** Activity **
Note each line of the entries that includes "SrmEngine". Then copy those lines.

○ ○ ○ ○

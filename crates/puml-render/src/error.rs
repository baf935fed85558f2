//! Error types for diagram rendering and block processing.

use std::io;
use std::path::PathBuf;
use std::process::ExitStatus;
use std::time::Duration;

/// Failure of a single renderer invocation.
#[derive(Debug, thiserror::Error)]
pub enum RenderError {
    /// The renderer could not be started (missing executable, permissions).
    #[error("failed to launch renderer '{executable}': {source}")]
    ToolMissing {
        executable: String,
        #[source]
        source: io::Error,
    },

    /// The renderer exited with a nonzero status.
    #[error("renderer '{executable}' failed ({status}){}", stderr_suffix(.stderr))]
    ToolFailure {
        executable: String,
        status: ExitStatus,
        /// Diagnostic output captured from the renderer.
        stderr: String,
    },

    /// The renderer was killed after exceeding the timeout.
    #[error("renderer '{executable}' did not finish within {}s", .timeout.as_secs_f64())]
    Timeout {
        executable: String,
        timeout: Duration,
    },

    /// The renderer exited successfully but the expected image never appeared.
    #[error(
        "rendering {} produced no image (expected {})",
        .source_path.display(),
        .expected.display()
    )]
    MissingRenderedFile {
        source_path: PathBuf,
        expected: PathBuf,
    },

    #[error("I/O error: {0}")]
    Io(#[from] io::Error),
}

fn stderr_suffix(stderr: &str) -> String {
    let trimmed = stderr.trim();
    if trimmed.is_empty() {
        String::new()
    } else {
        format!(": {trimmed}")
    }
}

/// Failure of one `puml` block. Never aborts the rest of the document.
#[derive(Debug, thiserror::Error)]
pub enum BlockError {
    /// `figwidth` combined with explicit sizing.
    #[error("figwidth cannot be combined with {conflicting} (caption '{caption}')")]
    ConfigurationConflict {
        caption: String,
        conflicting: &'static str,
    },

    /// A scale or fraction that is neither a number nor a percentage.
    #[error("invalid {option} value '{value}': expected a number or a percentage such as 0.5 or 50%")]
    InvalidNumber { option: &'static str, value: String },

    /// Neither `:file:` nor inline diagram source.
    #[error("block has neither a :file: option nor inline diagram source")]
    MissingSource,

    /// `:file:` points at nothing.
    #[error("diagram source not found: {}", .0.display())]
    SourceNotFound(PathBuf),

    #[error(transparent)]
    Render(#[from] RenderError),

    #[error("I/O error: {0}")]
    Io(#[from] io::Error),
}
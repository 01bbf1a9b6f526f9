// THEORY:
// `SegmentationPool` is the asynchronous front door to the engine. Callers submit owned
// jobs and await their results; a dispatcher hands jobs round-robin to a fixed set of
// workers, and each worker runs the synchronous engine on tokio's blocking pool so the
// async runtime never stalls on CPU-bound sweeps.
//
// The engine is stateless, so every worker holds its own clone of it and no state is
// shared between jobs. Results travel back over a oneshot channel per job.

use crate::pipeline::{
    CancelToken, Segmentation, SegmentationRequest, SrmEngine, SrmError, SrmResult,
};
use futures::future::join_all;
use log::{debug, warn};
use tokio::sync::{mpsc, oneshot};
use tokio::task::JoinHandle;

/// An owned segmentation request that can cross task boundaries.
#[derive(Debug, Clone)]
pub struct SegmentationJob {
    pub pixels: Vec<u8>,
    pub width: usize,
    pub height: usize,
    pub channels: usize,
    pub q: f32,
    pub compute_average: bool,
    pub compute_labels: bool,
    pub cancel: Option<CancelToken>,
}

impl SegmentationJob {
    pub fn new(pixels: Vec<u8>, width: usize, height: usize, channels: usize) -> Self {
        let defaults = SegmentationRequest::new(&[], width, height, channels);
        Self {
            pixels,
            width,
            height,
            channels,
            q: defaults.q,
            compute_average: defaults.compute_average,
            compute_labels: defaults.compute_labels,
            cancel: None,
        }
    }

    pub fn with_q(mut self, q: f32) -> Self {
        self.q = q;
        self
    }

    pub fn with_cancel(mut self, cancel: CancelToken) -> Self {
        self.cancel = Some(cancel);
        self
    }

    /// Borrows the job as an engine request.
    pub fn request(&self) -> SegmentationRequest<'_> {
        SegmentationRequest {
            q: self.q,
            pixels: &self.pixels,
            width: self.width,
            height: self.height,
            channels: self.channels,
            compute_average: self.compute_average,
            compute_labels: self.compute_labels,
            cancel: self.cancel.clone(),
        }
    }
}

struct PoolTask {
    job: SegmentationJob,
    result_sender: oneshot::Sender<SrmResult<Segmentation>>,
}

pub struct SegmentationPool {
    task_sender: mpsc::UnboundedSender<PoolTask>,
    dispatcher: JoinHandle<()>,
    workers: Vec<JoinHandle<()>>,
}

impl SegmentationPool {
    /// Starts a pool with one worker per logical CPU. Must be called inside a tokio runtime.
    pub fn new(engine: SrmEngine) -> Self {
        Self::with_workers(engine, num_cpus::get())
    }

    pub fn with_workers(engine: SrmEngine, worker_count: usize) -> Self {
        let worker_count = worker_count.max(1);
        let (task_sender, mut task_receiver) = mpsc::unbounded_channel::<PoolTask>();

        let (worker_senders, worker_receivers): (Vec<_>, Vec<_>) = (0..worker_count)
            .map(|_| mpsc::unbounded_channel::<PoolTask>())
            .unzip();

        // Spawn dispatcher
        let dispatcher = tokio::spawn(async move {
            let mut worker_idx = 0;
            while let Some(task) = task_receiver.recv().await {
                if worker_senders[worker_idx].send(task).is_err() {
                    warn!("segmentation worker {worker_idx} is gone, job dropped");
                }
                worker_idx = (worker_idx + 1) % worker_count;
            }
            debug!("segmentation dispatcher stopped");
        });

        // Spawn workers
        let mut workers = Vec::with_capacity(worker_count);
        for (worker_id, mut worker_receiver) in worker_receivers.into_iter().enumerate() {
            let worker_engine = engine.clone();

            let worker = tokio::spawn(async move {
                while let Some(PoolTask { job, result_sender }) = worker_receiver.recv().await {
                    let engine = worker_engine.clone();
                    let result = match tokio::task::spawn_blocking(move || {
                        engine.segment(&job.request())
                    })
                    .await
                    {
                        Ok(result) => result,
                        Err(err) => {
                            warn!("segmentation worker {worker_id} lost a job: {err}");
                            Err(SrmError::WorkerUnavailable)
                        }
                    };

                    if result_sender.send(result).is_err() {
                        debug!("segmentation result discarded, requester went away");
                    }
                }
            });

            workers.push(worker);
        }

        Self {
            task_sender,
            dispatcher,
            workers,
        }
    }

    pub fn worker_count(&self) -> usize {
        self.workers.len()
    }

    /// Queues one job and waits for its result.
    pub async fn submit(&self, job: SegmentationJob) -> SrmResult<Segmentation> {
        let (result_sender, result_receiver) = oneshot::channel();

        self.task_sender
            .send(PoolTask { job, result_sender })
            .map_err(|_| SrmError::WorkerUnavailable)?;

        result_receiver
            .await
            .map_err(|_| SrmError::WorkerUnavailable)?
    }

    /// Queues every job at once; results come back in submission order.
    pub async fn submit_batch(&self, jobs: Vec<SegmentationJob>) -> Vec<SrmResult<Segmentation>> {
        join_all(jobs.into_iter().map(|job| self.submit(job))).await
    }

    /// Stops accepting jobs and waits for queued ones to finish.
    pub async fn shutdown(self) {
        let Self {
            task_sender,
            dispatcher,
            workers,
        } = self;
        drop(task_sender);
        let _ = dispatcher.await;
        for worker in workers {
            let _ = worker.await;
        }
    }
}
// Bridges between decoded images on disk and the engine's interleaved byte buffers.
// None of this is part of segmentation proper; it is what a caller needs around it.

pub mod image_helper {
    use image::codecs::png::PngEncoder;
    use image::error::{ImageError, ParameterError, ParameterErrorKind};
    use image::{DynamicImage, ExtendedColorType, ImageEncoder};
    use std::path::Path;

    /// An interleaved row-major byte image ready to hand to the engine.
    #[derive(Debug, Clone, PartialEq)]
    pub struct InterleavedImage {
        pub pixels: Vec<u8>,
        pub width: u32,
        pub height: u32,
        pub channels: usize,
    }

    /// Converts a decoded image into interleaved bytes, keeping its channel layout.
    ///
    /// 8-bit images pass through untouched. Wider sample types are stretched onto
    /// 0..=255 with a min–max rescale over the whole image.
    pub fn to_interleaved(image: &DynamicImage) -> InterleavedImage {
        let (width, height) = (image.width(), image.height());
        let channels = image.color().channel_count() as usize;
        let pixels = match image {
            DynamicImage::ImageLuma8(buffer) => buffer.as_raw().clone(),
            DynamicImage::ImageLumaA8(buffer) => buffer.as_raw().clone(),
            DynamicImage::ImageRgb8(buffer) => buffer.as_raw().clone(),
            DynamicImage::ImageRgba8(buffer) => buffer.as_raw().clone(),
            DynamicImage::ImageLuma16(buffer) => rescale_u16(buffer.as_raw()),
            DynamicImage::ImageLumaA16(buffer) => rescale_u16(buffer.as_raw()),
            DynamicImage::ImageRgb16(buffer) => rescale_u16(buffer.as_raw()),
            DynamicImage::ImageRgba16(buffer) => rescale_u16(buffer.as_raw()),
            DynamicImage::ImageRgb32F(buffer) => rescale_to_bytes(buffer.as_raw()),
            DynamicImage::ImageRgba32F(buffer) => rescale_to_bytes(buffer.as_raw()),
            other => {
                let rgba = other.to_rgba8();
                return InterleavedImage {
                    pixels: rgba.into_raw(),
                    width,
                    height,
                    channels: 4,
                };
            }
        };
        InterleavedImage {
            pixels,
            width,
            height,
            channels,
        }
    }

    fn rescale_u16(samples: &[u16]) -> Vec<u8> {
        let widened: Vec<f32> = samples.iter().map(|&s| s as f32).collect();
        rescale_to_bytes(&widened)
    }

    /// Min–max rescales arbitrary samples onto 0..=255, truncating toward zero.
    ///
    /// A constant input maps to all zeros.
    pub fn rescale_to_bytes(samples: &[f32]) -> Vec<u8> {
        let (min, max) = samples
            .iter()
            .fold((f32::INFINITY, f32::NEG_INFINITY), |(lo, hi), &s| (lo.min(s), hi.max(s)));
        let range = max - min;
        if !range.is_finite() || range <= 0.0 {
            return vec![0; samples.len()];
        }
        samples
            .iter()
            .map(|&s| ((s - min) / range * 255.0) as u8)
            .collect()
    }

    fn color_type_for(channels: usize) -> Result<ExtendedColorType, ImageError> {
        match channels {
            1 => Ok(ExtendedColorType::L8),
            2 => Ok(ExtendedColorType::La8),
            3 => Ok(ExtendedColorType::Rgb8),
            4 => Ok(ExtendedColorType::Rgba8),
            _ => Err(ImageError::Parameter(ParameterError::from_kind(
                ParameterErrorKind::DimensionMismatch,
            ))),
        }
    }

    /// Writes an 8-bit PNG from interleaved bytes.
    pub fn save_png(
        path: impl AsRef<Path>,
        width: u32,
        height: u32,
        channels: usize,
        buffer: &[u8],
    ) -> Result<(), ImageError> {
        let color = color_type_for(channels)?;
        let output = std::fs::File::create(path)?;
        let encoder = PngEncoder::new(output);
        encoder.write_image(buffer, width, height, color)?;
        Ok(())
    }

    /// Rounds a region-average image back to bytes.
    pub fn average_to_bytes(average: &[f32]) -> Vec<u8> {
        average
            .iter()
            .map(|&value| value.round().clamp(0.0, 255.0) as u8)
            .collect()
    }

    /// Saves a region-average image with the same channel layout as its input.
    pub fn save_average(
        path: impl AsRef<Path>,
        width: u32,
        height: u32,
        channels: usize,
        average: &[f32],
    ) -> Result<(), ImageError> {
        save_png(path, width, height, channels, &average_to_bytes(average))
    }

    /// Stable false color for a region label.
    pub fn label_color(label: i32) -> [u8; 3] {
        let hash = (label as u32).wrapping_add(1).wrapping_mul(0x9E37_79B1);
        [(hash >> 24) as u8, (hash >> 16) as u8, (hash >> 8) as u8]
    }

    /// Renders one channel of an interleaved label image as RGB false color.
    pub fn colorize_labels(labels: &[i32], channels: usize, channel: usize) -> Vec<u8> {
        labels
            .iter()
            .skip(channel)
            .step_by(channels)
            .flat_map(|&label| label_color(label))
            .collect()
    }

    /// Saves one channel of a label image as a false-color RGB PNG.
    pub fn save_labels(
        path: impl AsRef<Path>,
        width: u32,
        height: u32,
        channels: usize,
        channel: usize,
        labels: &[i32],
    ) -> Result<(), ImageError> {
        save_png(path, width, height, 3, &colorize_labels(labels, channels, channel))
    }
}
// THEORY:
// The merge driver is the segmentation itself: one sequential pass over the sorted
// edges of a plane. For each edge it looks up the current regions of both endpoints
// and, if they differ, asks the predicate about their CURRENT statistics. Means move
// as regions absorb pixels, so the same pair of pixel values can be compatible early
// in the sweep and incompatible later; this is what separates region merging from a
// plain minimum-spanning-forest cut on static edge weights.
//
// The loop cannot be reordered or split: every decision reads state the previous
// decisions wrote. Each edge is visited exactly once.

use std::sync::Arc;
use std::sync::atomic::{AtomicBool, Ordering};

use crate::core_modules::edge::Edge;
use crate::core_modules::error::{SrmError, SrmResult};
use crate::core_modules::merge_predicate::MergePredicate;
use crate::core_modules::region_store::RegionStore;

/// A shareable flag that asks running segmentations to stop.
///
/// The sweep polls it once per edge. A cancelled call returns `SrmError::Cancelled`
/// and leaves the caller's output buffers untouched.
#[derive(Debug, Clone, Default)]
pub struct CancelToken {
    cancelled: Arc<AtomicBool>,
}

impl CancelToken {
    pub fn new() -> Self {
        Self::default()
    }

    pub fn cancel(&self) {
        self.cancelled.store(true, Ordering::Relaxed);
    }

    pub fn is_cancelled(&self) -> bool {
        self.cancelled.load(Ordering::Relaxed)
    }
}

/// Runs the merge sweep over `sorted_edges` and returns how many merges happened.
pub fn merge_all(
    sorted_edges: &[Edge],
    regions: &mut RegionStore,
    predicate: &MergePredicate,
    cancel: Option<&CancelToken>,
) -> SrmResult<usize> {
    let mut merges = 0;
    for edge in sorted_edges {
        if cancel.is_some_and(CancelToken::is_cancelled) {
            return Err(SrmError::Cancelled);
        }

        let root_from = regions.find(edge.from);
        let root_to = regions.find(edge.to);
        if root_from == root_to {
            continue;
        }

        if predicate.compatible(
            regions.size(root_from),
            regions.mean(root_from),
            regions.size(root_to),
            regions.mean(root_to),
        ) {
            regions.union(root_from, root_to);
            merges += 1;
        }
    }
    Ok(merges)
}
// THEORY:
// The edge builder turns a plane into its 4-neighbor adjacency graph. Each pixel links
// only to its right and bottom neighbor, so every adjacent pair appears exactly once and
// a W×H plane produces `2·W·H − W − H` edges.
//
// Emission order is row-major, and for one pixel the horizontal edge comes before the
// vertical one. The sorter keeps this order inside each weight bucket, which is what
// makes the merge sweep reproducible.

use crate::core_modules::error::{SrmError, SrmResult, try_vec_with_capacity};
use crate::core_modules::plane::Plane;

/// Number of distinct edge weights for byte samples.
pub const WEIGHT_LEVELS: usize = 256;

/// An adjacency between two pixels of the same plane.
#[derive(Debug, Clone, Copy, PartialEq, Eq)]
pub struct Edge {
    /// Linear index of the left or upper pixel.
    pub from: u32,
    /// Linear index of the right or lower neighbor.
    pub to: u32,
    /// Absolute difference of the two byte samples.
    pub weight: u8,
}

/// Exact number of edges for a `width × height` plane.
pub fn edge_count(width: usize, height: usize) -> usize {
    let horizontal = width.saturating_sub(1) * height;
    let vertical = width * height.saturating_sub(1);
    horizontal + vertical
}

/// Builds the plane's edge list in row-major, horizontal-before-vertical order.
pub fn build_edges(plane: &Plane<'_>) -> SrmResult<Vec<Edge>> {
    let width = plane.width();
    let height = plane.height();
    if width == 0 || height == 0 {
        return Err(SrmError::invalid(format!(
            "plane dimensions must be positive, got {width}x{height}"
        )));
    }

    let mut edges = try_vec_with_capacity(edge_count(width, height), "edge list", plane.pixel_count())?;
    for row in 0..height {
        for col in 0..width {
            let index = row * width + col;
            let value = plane.value(index);
            if col + 1 < width {
                edges.push(make_edge(index, index + 1, value, plane.value(index + 1)));
            }
            if row + 1 < height {
                edges.push(make_edge(index, index + width, value, plane.value(index + width)));
            }
        }
    }
    Ok(edges)
}

#[inline]
fn make_edge(from: usize, to: usize, a: u8, b: u8) -> Edge {
    Edge {
        from: from as u32,
        to: to as u32,
        weight: a.abs_diff(b),
    }
}
// THEORY:
// Every failure the engine can report lives in one enum. Validation failures are
// `InvalidArgument`, resource exhaustion while building per-plane state is
// `AllocationFailure`. The last two variants belong to the extensions around the core:
// cooperative cancellation and the async worker pool.
//
// All validation runs before a single output sample is written, so any `Err` returned
// from the engine means the caller's buffers are exactly as they were handed in.

use thiserror::Error;

#[derive(Debug, Error, Clone, PartialEq, Eq)]
pub enum SrmError {
    /// A dimension, the complexity parameter, or a buffer failed validation.
    #[error("invalid argument: {0}")]
    InvalidArgument(String),

    /// Internal per-plane state could not be reserved.
    #[error("failed to allocate {what} for a plane of {pixels} pixels")]
    AllocationFailure { what: &'static str, pixels: usize },

    /// The request's cancel token fired before the sweep finished.
    #[error("segmentation cancelled")]
    Cancelled,

    /// The async pool is shut down or a worker dropped the job.
    #[error("segmentation worker pool is unavailable")]
    WorkerUnavailable,
}

impl SrmError {
    pub(crate) fn invalid(message: impl Into<String>) -> Self {
        SrmError::InvalidArgument(message.into())
    }
}

pub type SrmResult<T> = Result<T, SrmError>;

/// Allocates an empty vector able to hold `capacity` items, reporting exhaustion as
/// `AllocationFailure` instead of aborting the process.
pub(crate) fn try_vec_with_capacity<T>(
    capacity: usize,
    what: &'static str,
    pixels: usize,
) -> SrmResult<Vec<T>> {
    let mut vec = Vec::new();
    vec.try_reserve_exact(capacity)
        .map_err(|_| SrmError::AllocationFailure { what, pixels })?;
    Ok(vec)
}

○ ○ ○ ○

** Answer to this task **
    CancelToken, Segmentation, SegmentationRequest, SrmEngine, SrmError, SrmResult,
    pub fn new(engine: SrmEngine) -> Self {
    pub fn with_workers(engine: SrmEngine, worker_count: usize) -> Self {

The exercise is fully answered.